Look through the entries below. Report each line that has the word "CheckoutContext" in it.
··· SUPPLIED MATERIAL ···
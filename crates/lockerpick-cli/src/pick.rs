//! `pick` command: one resolution cycle against the configured services.

use std::sync::Arc;

use clap::Args;
use lockerpick_core::{AppConfig, ShippingAddress, ShippingOption, StoreConfig};
use lockerpick_locator::{GeocodingClient, LocatorClient};
use lockerpick_workflow::{
    CheckoutContext, Collaborators, Completion, FileSelectionStore, MapSettings,
    ShippingOptionWorkflow,
};

use crate::terminal::{TerminalHost, TerminalRenderer};

const CLI_OPTION_ID: &str = "cli-option";
const CLI_CONSIGNMENT_ID: &str = "cli";

#[derive(Debug, Args)]
pub struct PickArgs {
    /// Shipping method description, e.g. "DHL Lockers"
    #[arg(long = "option")]
    pub option: String,

    #[arg(long)]
    pub city: String,

    /// County, state or province
    #[arg(long)]
    pub county: String,

    /// ISO country code, e.g. `KE`
    #[arg(long)]
    pub country: String,

    #[arg(long, default_value = "")]
    pub address1: String,

    #[arg(long, default_value = "")]
    pub address2: String,

    #[arg(long, default_value = "")]
    pub postal: String,

    /// Locker id to pick; the map is dismissed when omitted
    #[arg(long)]
    pub locker: Option<String>,
}

impl PickArgs {
    fn address(&self) -> ShippingAddress {
        ShippingAddress {
            country_code: self.country.to_uppercase(),
            city: self.city.clone(),
            state_or_province: self.county.clone(),
            address1: self.address1.clone(),
            address2: self.address2.clone(),
            postal_code: self.postal.clone(),
        }
    }
}

/// Selects the given shipping option and, for a locker service, resolves
/// lockers and picks (or dismisses) on the terminal map.
///
/// # Errors
///
/// Returns an error if a client cannot be built or the pick is rejected.
/// Lookup and geocoding failures are printed as notices, not returned.
pub(crate) async fn run_pick(config: &AppConfig, args: &PickArgs) -> anyhow::Result<()> {
    let deps = Collaborators {
        locator: Arc::new(
            LocatorClient::from_config(config)
                .map_err(|e| anyhow::anyhow!("failed to build locator client: {e}"))?,
        ),
        resolver: Arc::new(
            GeocodingClient::from_config(config)
                .map_err(|e| anyhow::anyhow!("failed to build geocoding client: {e}"))?,
        ),
        selection: Arc::new(FileSelectionStore::new(&config.selection_path)),
        renderer: Arc::new(TerminalRenderer),
        host: Arc::new(TerminalHost),
    };

    let mut workflow = ShippingOptionWorkflow::new(
        CheckoutContext {
            consignment_id: CLI_CONSIGNMENT_ID.to_string(),
            options: vec![ShippingOption::new(CLI_OPTION_ID, args.option.as_str())],
            selected_option_id: None,
            address: args.address(),
            store: StoreConfig {
                store_hash: config.store_hash.clone(),
            },
        },
        MapSettings::from_config(config),
        deps,
    );

    let Some(pending) = workflow.select_option(CLI_OPTION_ID)? else {
        println!("\"{}\" is not a locker service; nothing to pick", args.option);
        return Ok(());
    };

    match workflow.drive(pending).await {
        Completion::MapOpened { .. } => {}
        Completion::LookupFailed(_) | Completion::Superseded => return Ok(()),
    }

    match &args.locker {
        Some(locker_id) => {
            let locker = workflow.pick_marker(locker_id)?;
            println!("picked locker {} ({})", locker.id, locker.address_text);
        }
        None => {
            workflow.dismiss_map();
            println!("no locker given; map dismissed");
        }
    }
    Ok(())
}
···
- _EXPECTED ANSWER_:
    CheckoutContext, Collaborators, Completion, FileSelectionStore, MapSettings,
        CheckoutContext {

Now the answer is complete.